Wyoming wind.

I’ve been on the road this week with a customer who was visiting from Virginia.  We had business meetings from Colorado Springs to Vail to Cheyenne and Laramie.

Wyoming is one of my favorite western states.

When I was working in Albany, there were two news reporters who had previously worked in Cheyenne.  I would always bother them to tell me Wyoming stories.  I wanted to hear about cowboys and ranches and small town life on the plains.  I wanted to hear about the winds.  Was Wyoming really like how Annie Proulx described it?

Yes.  It is.

It is desolate and wind-swept and covered in sallow, pale winter colors.IMG_2230

And the people are like the land.  Serious and hardened.
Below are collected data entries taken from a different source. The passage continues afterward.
pub mod cli;
pub mod commands;
pub mod core;
pub mod documents;
pub mod navigation;
pub mod provenance;
pub mod render;
pub mod sections;

use std::process::ExitCode;

use tracing_subscriber::{layer::SubscriberExt, util::SubscriberInitExt, EnvFilter};

use crate::commands::ViewerSession;
use crate::core::config::ViewerConfig;

/// Logs go to stderr so command output stays pipeable.
fn init_tracing(config: &ViewerConfig) {
    let filter = EnvFilter::new(config.log_level.as_str().to_ascii_lowercase());
    let _ = tracing_subscriber::registry()
        .with(filter)
        .with(tracing_subscriber::fmt::layer().with_writer(std::io::stderr))
        .try_init();
}

pub fn run() -> ExitCode {
    let config = ViewerConfig::from_env();
    init_tracing(&config);

    let matches = cli::command().get_matches();
    let mut session = ViewerSession::new(config);
    match cli::execute(&mut session, &matches) {
        Ok(output) => {
            print!("{output}");
            ExitCode::SUCCESS
        }
        Err(err) => {
            tracing::error!(code = err.code(), error = %err, "command failed");
            match serde_json::to_string(&err) {
                Ok(json) => eprintln!("{json}"),
                Err(_) => eprintln!("{err}"),
            }
            ExitCode::FAILURE
        }
    }
}
use tracing::Level;

use crate::sections::EmptySectionPolicy;

pub const DEFAULT_REFERENCE_DEPTH: usize = 64;

#[derive(Debug, Clone, PartialEq, Eq)]
pub struct ViewerConfig {
    pub log_level: Level,
    /// Recursion cap for source-reference extraction. Documents are plain
    /// deserialized JSON and therefore acyclic; the cap only bounds
    /// pathological nesting.
    pub reference_depth_limit: usize,
    /// Overrides the per-kind empty-section policy when set.
    pub empty_policy: Option<EmptySectionPolicy>,
}

impl Default for ViewerConfig {
    fn default() -> Self {
        Self {
            log_level: Level::INFO,
            reference_depth_limit: DEFAULT_REFERENCE_DEPTH,
            empty_policy: None,
        }
    }
}

impl ViewerConfig {
    pub fn from_env() -> Self {
        Self::from_lookup(|key| std::env::var(key).ok())
    }

    /// Builds a config from an arbitrary variable lookup so tests do not have
    /// to mutate the process environment.
    pub fn from_lookup<F>(lookup: F) -> Self
    where
        F: Fn(&str) -> Option<String>,
    {
        let defaults = Self::default();
        let log_level = lookup("DESIGNER_LOG")
            .map(|raw| parse_level(&raw))
            .unwrap_or(defaults.log_level);
        let reference_depth_limit = lookup("DESIGNER_REFERENCE_DEPTH")
            .and_then(|raw| raw.trim().parse::<usize>().ok())
            .filter(|value| *value > 0)
            .unwrap_or(defaults.reference_depth_limit);
        let empty_policy = lookup("DESIGNER_EMPTY_POLICY").and_then(|raw| parse_policy(&raw));

        Self {
            log_level,
            reference_depth_limit,
            empty_policy,
        }
    }
}

fn parse_level(raw: &str) -> Level {
    match raw.trim().to_ascii_lowercase().as_str() {
        "trace" => Level::TRACE,
        "debug" => Level::DEBUG,
        "warn" => Level::WARN,
        "error" => Level::ERROR,
        _ => Level::INFO,
    }
}

fn parse_policy(raw: &str) -> Option<EmptySectionPolicy> {
    match raw.trim().to_ascii_lowercase().as_str() {
        "skip" | "hide" => Some(EmptySectionPolicy::Skip),
        "show" | "placeholder" => Some(EmptySectionPolicy::ShowPlaceholder),
        _ => None,
    }
}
One of the women we met with yesterday in Laramie had grown up in Casper, and tried hard to leave it behind for good.  She left as a young woman and was gone for 20 years.  She only returned three times for visits over those two decades.  That’s how much animosity she held in her heart for the place.  And then, as life would have it, her husband lost his job in Washington state and could not find another…except in Denver, where the cost of housing was too high…or Casper, where her parents still lived.  She wanted a house in the country with acres and space to break wild horses auctioned from the Bureau of Land Management.  But what she got was a house in town.  ”I’m bored out of my mind,” she said to us over lunch.

She doesn’t like Laramie any better.

But we liked it for a visit.  We liked that there were big hay trucks driving down Front Street and college students in boots and hats walking to the campus.  We liked that there was a J.C. Penney catalog order storefront.  It’s like a step back in time.  A good one.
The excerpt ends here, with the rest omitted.